5.2.2 Physical Safety from Sexual Assault
When a partner becomes physically violent if the survivor says no to a sexual activity, it may be safer for them to ‘give in’ in order to protect themselves.
If this happens, it can be helpful to remind survivors that this does not mean that they consented to what happened nor that what happened was their fault or responsibility.
Making choices to protect someone’s safety, including one’s own, is survival; it is not consent.
If someone does not feel safe enough to say no, consent is not possible.
It can be helpful to remind the survivor that everyone deserves a partner who treats them with respect at all times.
Here are some safety planning ideas for survivors of intimate partner violence if the survivor does not live with their partner:
Try to only spend time with the partner in public.

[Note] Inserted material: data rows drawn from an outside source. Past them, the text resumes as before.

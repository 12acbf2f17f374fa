//! Priority classification, bounded per-tier queues, and the scheduler loop
//! (spec §4.1–§4.2).

pub mod classifier;
pub mod queue;
pub mod scheduler;
pub mod timewindow;

pub use classifier::{ClassifierRule, PriorityClassifier};
pub use queue::{PriorityQueues, QueueStats};
pub use scheduler::{SchedulingPolicy, SchedulerHandle};
pub use timewindow::TimeWindowManager;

Take a friend along when visiting the partner.
Avoid seeing the partner in the places or at the times of day when sexual abuse typically occurs.
Here are some safety planning ideas for survivors of intimate partner violence if the survivor lives with their partner:
Stay at a friend or family member’s house or in a different room.
Tell the partner that they have business or a family emergency and that they need to go out of town.
After bedtime, ask a friend or family member to call them and pretend there is a minor emergency that requires the survivor to be with them.
Fake an illness such as a urinary tract infection, yeast infection or something else that prohibits the survivor from having sex.
Whether or not the survivor decides to use strategies to avoid sexual activity, won’t change whether their partner is abusive or not.
If someone chooses to be abusive, no one else can prevent them from being so.